Il donna un coup de cravache sur la table, renversant les coupes, et mon serviteur se sauva en criant.
– Tu es vraiment malade, ami Horemheb, lui dis-je. Tu as les yeux fébriles et tu transpires.
– Ne suis-je pas un homme? s'écria-t-il en se frappant la poitrine de ses poings. Je peux soulever de chaque main un esclave et entrechoquer leurs têtes. Je peux porter de lourds fardeaux, comme il convient à un soldat, je ne m'essouffle pas à la course, je ne crains ni la faim, ni la soif, ni l'ardeur du soleil dans le désert. Mais pour eux tout cela est méprisable, et les femmes de la maison dorée n'admirent que les gamins qui ne se rasent pas encore. Elles admirent les hommes dont les bras sont minces et qui ont des hanches de filles.
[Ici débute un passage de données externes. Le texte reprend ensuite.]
use crate::format::full_name;
use crate::layout::{LayoutConfig, TemplateKind};
use crate::models::resume::ResumeDocument;
use crate::models::section::SectionId;
use crate::render::model::{Block, Header, HeaderAlign, Region, RegionRole, RenderedResume};
use crate::render::sections as s;
use crate::render::templates::{bullet_list, headline, inline_list};
use crate::render::{ordered_sections, section_block, SectionBlock, TemplateRenderer, Theme};

/// Three columns: highlights on the left, experience in the middle, education and
/// skills on the right.
pub struct SalesProfessionalTemplate;

const LEFT: &[SectionId] = &[
    SectionId::Summary,
    SectionId::Achievements,
    SectionId::Languages,
    SectionId::Certifications,
];
const RIGHT: &[SectionId] = &[SectionId::Education, SectionId::Skills];

impl TemplateRenderer for SalesProfessionalTemplate {
    fn kind(&self) -> TemplateKind {
        TemplateKind::SalesProfessional
    }

    fn render(
        &self,
        document: &ResumeDocument,
        layout: &LayoutConfig,
        theme: &Theme,
    ) -> RenderedResume {
        let order = ordered_sections(layout, self.kind());
        let contact = if order.contains(&SectionId::Contact) {
            s::contact_spans(&document.contact_info, &[])
        } else {
            Vec::new()
        };

        let mut left = Vec::new();
        let mut middle = Vec::new();
        let mut right = Vec::new();
        for block in order.into_iter().filter_map(|id| section(id, document)) {
            if LEFT.contains(&block.id) {
                left.push(block);
            } else if RIGHT.contains(&block.id) {
                right.push(block);
            } else {
                middle.push(block);
            }
        }

        RenderedResume {
            template: self.kind(),
            theme_color: theme.color.clone(),
            title: document.title.clone(),
            header: Header {
                name: full_name(&document.contact_info),
                headline: headline(document),
                contact,
                align: HeaderAlign::Left,
            },
            regions: vec![
                Region {
                    role: RegionRole::Sidebar,
                    width: 0.32,
                    sections: left,
                },
                Region {
                    role: RegionRole::Main,
                    width: 0.42,
                    sections: middle,
                },
                Region {
                    role: RegionRole::Sidebar,
                    width: 0.26,
                    sections: right,
                },
            ],
        }
    }
}

fn section(id: SectionId, doc: &ResumeDocument) -> Option<SectionBlock> {
    match id {
        SectionId::Summary => section_block(id, "Summary", s::summary_blocks(doc)),
        SectionId::Achievements => section_block(
            id,
            "Key Achievements",
            bullet_list(s::achievement_lines(&doc.achievement_list)),
        ),
        SectionId::Languages => section_block(
            id,
            "Languages",
            bullet_list(s::language_names(&doc.language_list)),
        ),
        SectionId::Certifications => section_block(
            id,
            "Certifications",
            bullet_list(s::certification_lines(&doc.certification_list)),
        ),
        SectionId::Experience => section_block(
            id,
            "Experience",
            doc.experience_list
                .iter()
                .map(|e| Block::Entry(s::experience_stacked(e)))
                .collect(),
        ),
        SectionId::Education => section_block(
            id,
            "Education",
            doc.education_list
                .iter()
                .map(|e| Block::Entry(s::education_entry(e)))
                .collect(),
        ),
        SectionId::Skills => {
            section_block(id, "Skills", inline_list(s::skill_names(&doc.skill_list), ", "))
        }
        _ => None,
    }
}

#[cfg(test)]
mod tests {
    use super::*;
    use crate::render::sample::sample_resume;

    #[test]
    fn test_three_columns() {
        let rendered = SalesProfessionalTemplate.render(
            &sample_resume(),
            &LayoutConfig::default(),
            &Theme { color: "#C2410C".into() },
        );
        assert_eq!(rendered.regions.len(), 3);
        let total: f32 = rendered.regions.iter().map(|r| r.width).sum();
        assert!((total - 1.0).abs() < 1e-4);
        assert_eq!(rendered.regions[1].sections[0].id, SectionId::Experience);
        assert!(rendered.section(SectionId::Projects).is_none());
        assert!(!rendered.header.contact.is_empty());
    }
}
Elles admirent les hommes qui emploient des parasols, qui se peignent la bouche en rouge et qui gazouillent comme des oiseaux sur la branche. Moi, on me méprise, parce que je suis robuste et que le soleil m'a tanné le cuir et qu'on voit à mes mains que je peux travailler de mes mains.
Il se tut, le regard fixe, et but du vin.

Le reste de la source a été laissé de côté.